▶ DATA
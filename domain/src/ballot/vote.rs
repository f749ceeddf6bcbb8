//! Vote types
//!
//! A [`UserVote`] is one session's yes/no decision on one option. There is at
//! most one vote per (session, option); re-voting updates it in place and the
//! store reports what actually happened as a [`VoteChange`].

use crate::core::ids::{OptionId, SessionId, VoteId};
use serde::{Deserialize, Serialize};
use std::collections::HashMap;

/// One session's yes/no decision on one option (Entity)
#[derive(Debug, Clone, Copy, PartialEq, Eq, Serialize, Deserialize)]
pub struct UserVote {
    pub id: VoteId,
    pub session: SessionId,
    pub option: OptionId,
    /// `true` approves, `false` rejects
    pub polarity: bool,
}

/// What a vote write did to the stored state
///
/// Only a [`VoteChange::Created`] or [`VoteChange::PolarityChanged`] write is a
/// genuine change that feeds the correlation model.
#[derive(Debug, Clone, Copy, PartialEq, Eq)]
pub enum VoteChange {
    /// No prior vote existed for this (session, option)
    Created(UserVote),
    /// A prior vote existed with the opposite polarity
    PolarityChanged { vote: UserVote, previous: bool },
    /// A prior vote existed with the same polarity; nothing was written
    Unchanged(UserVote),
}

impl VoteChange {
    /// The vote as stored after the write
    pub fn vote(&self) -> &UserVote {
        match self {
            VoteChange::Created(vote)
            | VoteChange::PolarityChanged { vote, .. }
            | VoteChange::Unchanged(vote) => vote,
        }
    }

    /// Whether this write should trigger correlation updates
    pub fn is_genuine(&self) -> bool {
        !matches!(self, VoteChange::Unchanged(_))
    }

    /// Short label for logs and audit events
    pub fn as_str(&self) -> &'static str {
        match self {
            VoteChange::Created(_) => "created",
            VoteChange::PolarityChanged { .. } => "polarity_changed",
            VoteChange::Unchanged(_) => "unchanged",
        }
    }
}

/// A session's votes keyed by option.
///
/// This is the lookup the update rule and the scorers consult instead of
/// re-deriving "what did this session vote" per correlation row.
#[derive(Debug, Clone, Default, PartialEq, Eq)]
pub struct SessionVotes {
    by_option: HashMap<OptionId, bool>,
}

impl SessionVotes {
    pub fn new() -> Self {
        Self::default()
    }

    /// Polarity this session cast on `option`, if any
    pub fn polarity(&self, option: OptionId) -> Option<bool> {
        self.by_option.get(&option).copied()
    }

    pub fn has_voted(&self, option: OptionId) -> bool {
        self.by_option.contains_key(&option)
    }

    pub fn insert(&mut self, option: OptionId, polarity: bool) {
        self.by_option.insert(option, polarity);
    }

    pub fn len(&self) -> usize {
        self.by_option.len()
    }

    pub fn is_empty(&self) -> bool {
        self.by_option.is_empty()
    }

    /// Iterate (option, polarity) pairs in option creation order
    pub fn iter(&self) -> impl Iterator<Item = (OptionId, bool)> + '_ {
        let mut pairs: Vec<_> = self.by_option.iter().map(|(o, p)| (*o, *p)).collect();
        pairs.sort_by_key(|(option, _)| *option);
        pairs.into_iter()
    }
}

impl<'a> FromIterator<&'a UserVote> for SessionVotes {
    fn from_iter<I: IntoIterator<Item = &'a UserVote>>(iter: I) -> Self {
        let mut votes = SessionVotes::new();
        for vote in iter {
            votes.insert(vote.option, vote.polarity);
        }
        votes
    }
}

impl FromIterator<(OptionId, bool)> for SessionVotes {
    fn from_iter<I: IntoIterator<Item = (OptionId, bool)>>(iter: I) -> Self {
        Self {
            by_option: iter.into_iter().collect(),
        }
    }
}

▶ WHAT YOU SHOULD DO
Nothing but the lines above from the one containing "use std::collections::HashMap;" through the one containing "pub fn polarity(&self, option: OptionId)" should appear in the answer, each repeated exactly.

▶ ANSWER SECTION
use std::collections::HashMap;

/// One session's yes/no decision on one option (Entity)
#[derive(Debug, Clone, Copy, PartialEq, Eq, Serialize, Deserialize)]
pub struct UserVote {
    pub id: VoteId,
    pub session: SessionId,
    pub option: OptionId,
    /// `true` approves, `false` rejects
    pub polarity: bool,
}

/// What a vote write did to the stored state
///
/// Only a [`VoteChange::Created`] or [`VoteChange::PolarityChanged`] write is a
/// genuine change that feeds the correlation model.
#[derive(Debug, Clone, Copy, PartialEq, Eq)]
pub enum VoteChange {
    /// No prior vote existed for this (session, option)
    Created(UserVote),
    /// A prior vote existed with the opposite polarity
    PolarityChanged { vote: UserVote, previous: bool },
    /// A prior vote existed with the same polarity; nothing was written
    Unchanged(UserVote),
}

impl VoteChange {
    /// The vote as stored after the write
    pub fn vote(&self) -> &UserVote {
        match self {
            VoteChange::Created(vote)
            | VoteChange::PolarityChanged { vote, .. }
            | VoteChange::Unchanged(vote) => vote,
        }
    }

    /// Whether this write should trigger correlation updates
    pub fn is_genuine(&self) -> bool {
        !matches!(self, VoteChange::Unchanged(_))
    }

    /// Short label for logs and audit events
    pub fn as_str(&self) -> &'static str {
        match self {
            VoteChange::Created(_) => "created",
            VoteChange::PolarityChanged { .. } => "polarity_changed",
            VoteChange::Unchanged(_) => "unchanged",
        }
    }
}

/// A session's votes keyed by option.
///
/// This is the lookup the update rule and the scorers consult instead of
/// re-deriving "what did this session vote" per correlation row.
#[derive(Debug, Clone, Default, PartialEq, Eq)]
pub struct SessionVotes {
    by_option: HashMap<OptionId, bool>,
}

impl SessionVotes {
    pub fn new() -> Self {
        Self::default()
    }

    /// Polarity this session cast on `option`, if any
    pub fn polarity(&self, option: OptionId) -> Option<bool> {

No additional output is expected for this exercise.